Board may resume its Oxfam collaboration
Vivian Wineman (Photo: Ben Turner)
The Board of Deputies has left the door open to further collaboration with Oxfam despite widespread criticism of a joint project with the charity.
In an interview on Wednesday, Board President Vivian Wineman said that he would “not rule out a new project” with Oxfam despite the strong opposition to the partnership.
Mr Wineman said that, although there was nothing in the pipeline, “if something was suggested, the Board would consider it. But we would consult with the deputies… because we know it’s controversial.” On Sunday, Mr Wineman had announced at a meeting of the Board that there were “no plans” to renew a joint programme with Oxfam, which ran from November 2012 until June last year.
The anti-poverty charity has frequently been under fire from leading community figures over its stance on Israel.
Last month, Oxfam hit the headlines when it criticised Jewish actress Scarlett Johansson’s new role with Israeli drinks firm SodaStream, which has a factory in a West Bank settlement. Ms Johansson quit her position as a goodwill ambassador for Oxfam rather than turn her back on SodaStream.
Mr Wineman told deputies on Sunday: “Our project with Oxfam is over, there are no plans to renew it over this triennium [three-year term]. I think that deals with it all.”
He said that Ms Johansson had been “forced to make a choice and I’m very pleased she made the choice she did. I think we’re all delighted with that. I’ve written to her on behalf of Board congratulating her on that choice. I think that was a fine thing to do.”
The Board’s joint programme with Oxfam, called Grow Tatzmiach, came under fire from some deputies almost as soon as it was announced last year. Many at the time argued that the Board was being used by Oxfam to boost its image among British Jews.
“We should never have got involved with Oxfam in the first place,” said Gary Mond, a deputy for JNF UK, this week. “Oxfam has a very troubling history with regard to Israel. I’m delighted they are not renewing the project. The officers of the Board didn’t realise the Oxfam collaboration would cause this much resistance.”

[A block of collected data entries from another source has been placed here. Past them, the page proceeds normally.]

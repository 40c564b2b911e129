// Copyright (C) 2026 Michael Wilson <mike@mdwn.dev>
//
// This program is free software: you can redistribute it and/or modify it under
// the terms of the GNU General Public License as published by the Free Software
// Foundation, version 3.
//
// This program is distributed in the hope that it will be useful, but WITHOUT
// ANY WARRANTY; without even the implied warranty of MERCHANTABILITY or FITNESS
// FOR A PARTICULAR PURPOSE. See the GNU General Public License for more details.
//
// You should have received a copy of the GNU General Public License along with
// this program. If not, see <https://www.gnu.org/licenses/>.
//
use std::{
    cmp,
    collections::HashMap,
    sync::{
        atomic::{AtomicBool, Ordering},
        Arc, RwLock,
    },
    thread,
    time::Duration,
};

use rand::Rng;
use tracing::{debug, info, span, warn, Level, Span};

use crate::{config, library::Sound, playsync::CancelHandle};

use super::{SessionState, SoundState};

/// The slice size for interruptible waits. Pausing and cancellation are
/// observed at this granularity.
const TICK: Duration = Duration::from_millis(10);

/// A player entry for a single active sound.
struct Player {
    /// The reported state of the sound.
    state: Arc<RwLock<SoundState>>,
    /// The volume of the sound.
    volume: Arc<RwLock<f64>>,
    /// Cancels the worker for this sound.
    cancel: CancelHandle,
}

/// A playback engine session that honors the engine contract without
/// touching an audio device. Segment playlists are resolved to their URLs
/// and playback time passes as timed waits: sounds buffer for a configured
/// resolve latency, cycle through their free segments, insert a random
/// silence between repeats of non-seamless sounds, and fade out over the
/// configured duration when stopped.
pub struct Session {
    /// How long a sound buffers before it starts playing.
    buffering: Duration,
    /// The nominal duration of a single streamed segment.
    segment_duration: Duration,
    /// The master volume of the session.
    master_volume: RwLock<f64>,
    /// Whether playback is suspended.
    paused: Arc<AtomicBool>,
    /// The duration over which a starting sound ramps up.
    fade_in: RwLock<Duration>,
    /// The duration over which a stopping sound ramps down.
    fade_out: Arc<RwLock<Duration>>,
    /// The active sound players, keyed by sound id.
    sounds: Arc<RwLock<HashMap<String, Player>>>,
    /// The logging span.
    span: Span,
}

impl Session {
    /// Creates a new simulated session from the given engine configuration.
    pub fn new(config: config::mixer::Engine) -> Session {
        Session {
            buffering: config.buffering(),
            segment_duration: config.segment_duration(),
            master_volume: RwLock::new(1.0),
            paused: Arc::new(AtomicBool::new(false)),
            fade_in: RwLock::new(Duration::from_secs(
                crate::preferences::DEFAULT_FADE_SECONDS,
            )),
            fade_out: Arc::new(RwLock::new(Duration::from_secs(
                crate::preferences::DEFAULT_FADE_SECONDS,
            ))),
            sounds: Arc::new(RwLock::new(HashMap::new())),
            span: span!(Level::INFO, "engine (simulated)"),
        }
    }

    /// Runs the playback loop for a single sound until cancellation.
    fn run(
        sound: Arc<Sound>,
        state: Arc<RwLock<SoundState>>,
        paused: Arc<AtomicBool>,
        cancel: CancelHandle,
        buffering: Duration,
        segment_duration: Duration,
        fade_out: Arc<RwLock<Duration>>,
    ) {
        let span = span!(Level::INFO, "engine worker", sound = sound.id());
        let _enter = span.enter();

        let segments = sound.free_segments();
        if segments.is_empty() {
            // The stream cannot be resolved. The failure is reported as a
            // state transition back to stopped, not as an error.
            warn!(sound = sound.id(), "Sound has no free segments.");
            *state.write().expect("Error getting lock") = SoundState::Stopped;
            return;
        }

        if cancel.wait_for(buffering) {
            // Stopped before playback started, there is nothing to fade.
            *state.write().expect("Error getting lock") = SoundState::Stopped;
            return;
        }

        *state.write().expect("Error getting lock") = SoundState::Playing;
        info!(sound = sound.id(), "Playing sound.");

        'playback: loop {
            for segment in segments.iter() {
                debug!(url = sound.stream_url(segment), "Streaming segment.");
                if Session::sleep(&cancel, &paused, segment_duration) {
                    break 'playback;
                }
            }

            if !sound.is_seamless() {
                let silence = Duration::from_secs(
                    rand::thread_rng().gen_range(0..=sound.max_silence().as_secs()),
                );
                debug!(
                    sound = sound.id(),
                    silence = format!("{:?}", silence),
                    "Inserting silence between repeats."
                );
                if Session::sleep(&cancel, &paused, silence) {
                    break 'playback;
                }
            }
        }

        let fade_out = *fade_out.read().expect("Error getting lock");
        *state.write().expect("Error getting lock") = SoundState::Stopping;
        info!(
            sound = sound.id(),
            fade_out = format!("{:?}", fade_out),
            "Stopping sound."
        );
        thread::sleep(fade_out);

        *state.write().expect("Error getting lock") = SoundState::Stopped;
        info!(sound = sound.id(), "Sound stopped.");
    }

    /// Sleeps for the given duration in slices, not advancing while the
    /// session is paused. Returns true if the wait was cancelled.
    fn sleep(cancel: &CancelHandle, paused: &AtomicBool, duration: Duration) -> bool {
        let mut remaining = duration;
        while !remaining.is_zero() {
            let tick = cmp::min(TICK, remaining);
            if cancel.wait_for(tick) {
                return true;
            }
            if !paused.load(Ordering::Relaxed) {
                remaining = remaining.saturating_sub(tick);
            }
        }

        false
    }

    /// Gets the fade-in duration currently configured on the session.
    #[cfg(test)]
    pub fn fade_in_seconds(&self) -> u64 {
        self.fade_in.read().expect("Error getting lock").as_secs()
    }

    /// Gets the fade-out duration currently configured on the session.
    #[cfg(test)]
    pub fn fade_out_seconds(&self) -> u64 {
        self.fade_out.read().expect("Error getting lock").as_secs()
    }
}

impl super::Session for Session {
    fn state(&self) -> SessionState {
        let sounds = self.sounds.read().expect("Error getting lock");
        let states: Vec<SoundState> = sounds
            .values()
            .map(|player| *player.state.read().expect("Error getting lock"))
            .collect();

        if !states.iter().any(|state| *state != SoundState::Stopped) {
            return SessionState::Idle;
        }
        if self.paused.load(Ordering::Relaxed) {
            return SessionState::Paused;
        }
        if states
            .iter()
            .any(|state| matches!(state, SoundState::Playing | SoundState::Stopping))
        {
            return SessionState::Playing;
        }

        SessionState::Buffering
    }

    fn master_volume(&self) -> f64 {
        *self.master_volume.read().expect("Error getting lock")
    }

    fn set_master_volume(&self, volume: f64) {
        let _enter = self.span.enter();

        *self.master_volume.write().expect("Error getting lock") = volume;
        debug!(volume = volume, "Set master volume.");
    }

    fn resume(&self) {
        let _enter = self.span.enter();

        self.paused.store(false, Ordering::Relaxed);
        info!("Resumed playback.");
    }

    fn pause(&self) {
        let _enter = self.span.enter();

        self.paused.store(true, Ordering::Relaxed);
        info!("Paused playback.");
    }

    fn stop_all(&self) {
        let _enter = self.span.enter();

        let sounds = self.sounds.read().expect("Error getting lock");
        info!(count = sounds.len(), "Stopping all sounds.");
        for player in sounds.values() {
            player.cancel.cancel();
        }
    }

    fn set_fade_in_seconds(&self, seconds: u64) {
        *self.fade_in.write().expect("Error getting lock") = Duration::from_secs(seconds);
        debug!(seconds = seconds, "Set fade-in duration.");
    }

    fn set_fade_out_seconds(&self, seconds: u64) {
        *self.fade_out.write().expect("Error getting lock") = Duration::from_secs(seconds);
        debug!(seconds = seconds, "Set fade-out duration.");
    }

    fn play(&self, sound: Arc<Sound>) {
        let _enter = self.span.enter();

        let mut sounds = self.sounds.write().expect("Error getting lock");
        if let Some(player) = sounds.get(sound.id()) {
            let state = *player.state.read().expect("Error getting lock");
            if !matches!(state, SoundState::Stopped | SoundState::Stopping) {
                info!(sound = sound.id(), "Sound is already active.");
                return;
            }
            // A stopping player is superseded: its worker keeps fading the
            // old playback while the fresh player takes over the entry.
            player.cancel.cancel();
        }

        let state = Arc::new(RwLock::new(SoundState::Buffering));
        let volume = Arc::new(RwLock::new(1.0));
        let cancel = CancelHandle::new();
        sounds.insert(
            sound.id().to_string(),
            Player {
                state: state.clone(),
                volume,
                cancel: cancel.clone(),
            },
        );

        info!(
            sound = sound.id(),
            fade_in = format!("{:?}", *self.fade_in.read().expect("Error getting lock")),
            "Starting sound."
        );

        let paused = self.paused.clone();
        let buffering = self.buffering;
        let segment_duration = self.segment_duration;
        let fade_out = self.fade_out.clone();
        thread::spawn(move || {
            Session::run(
                sound,
                state,
                paused,
                cancel,
                buffering,
                segment_duration,
                fade_out,
            );
        });
    }

    fn stop(&self, id: &str) {
        let _enter = self.span.enter();

        let sounds = self.sounds.read().expect("Error getting lock");
        match sounds.get(id) {
            Some(player) => player.cancel.cancel(),
            None => info!(sound = id, "Sound is not active, nothing to stop."),
        }
    }

    fn sound_state(&self, id: &str) -> SoundState {
        let sounds = self.sounds.read().expect("Error getting lock");
        sounds
            .get(id)
            .map(|player| *player.state.read().expect("Error getting lock"))
            .unwrap_or(SoundState::Stopped)
    }

    fn sound_volume(&self, id: &str) -> f64 {
        let sounds = self.sounds.read().expect("Error getting lock");
        sounds
            .get(id)
            .map(|player| *player.volume.read().expect("Error getting lock"))
            .unwrap_or(1.0)
    }

    fn set_sound_volume(&self, id: &str, volume: f64) {
        let _enter = self.span.enter();

        let sounds = self.sounds.read().expect("Error getting lock");
        match sounds.get(id) {
            Some(player) => {
                *player.volume.write().expect("Error getting lock") = volume;
                debug!(sound = id, volume = volume, "Set sound volume.");
            }
            None => info!(sound = id, "Sound is not active, volume not set."),
        }
    }
}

Rosyln Pine, deputy for North Salford Synagogue, also took issue with the Board’s leadership for “getting into bed” with Oxfam.
In January last year, deputies voted by a majority of 113 to 65 in favour of going ahead with the project.
Ruth Newman, education director of social action charity, “Tzedek”, said that the Grow Tatzmiach initiative itself was a “great programme. We were thrilled to be involved”.
Richard Verber, campaigns manager for World Jewish Relief, who was also part of the Grow Tatzmiach programme, said that Oxfam’s staff had never discussed Middle East politics during it and that the project was about “tackling world hunger”.
Treasurer Laurence Brass said that he had invited Ms Johansson to be keynote speaker at the Board’s annual dinner later this year. This was later retracted by Mr Wineman, who said no such invitation had been extended and that the Board neither “ruled it out nor ruled it in”.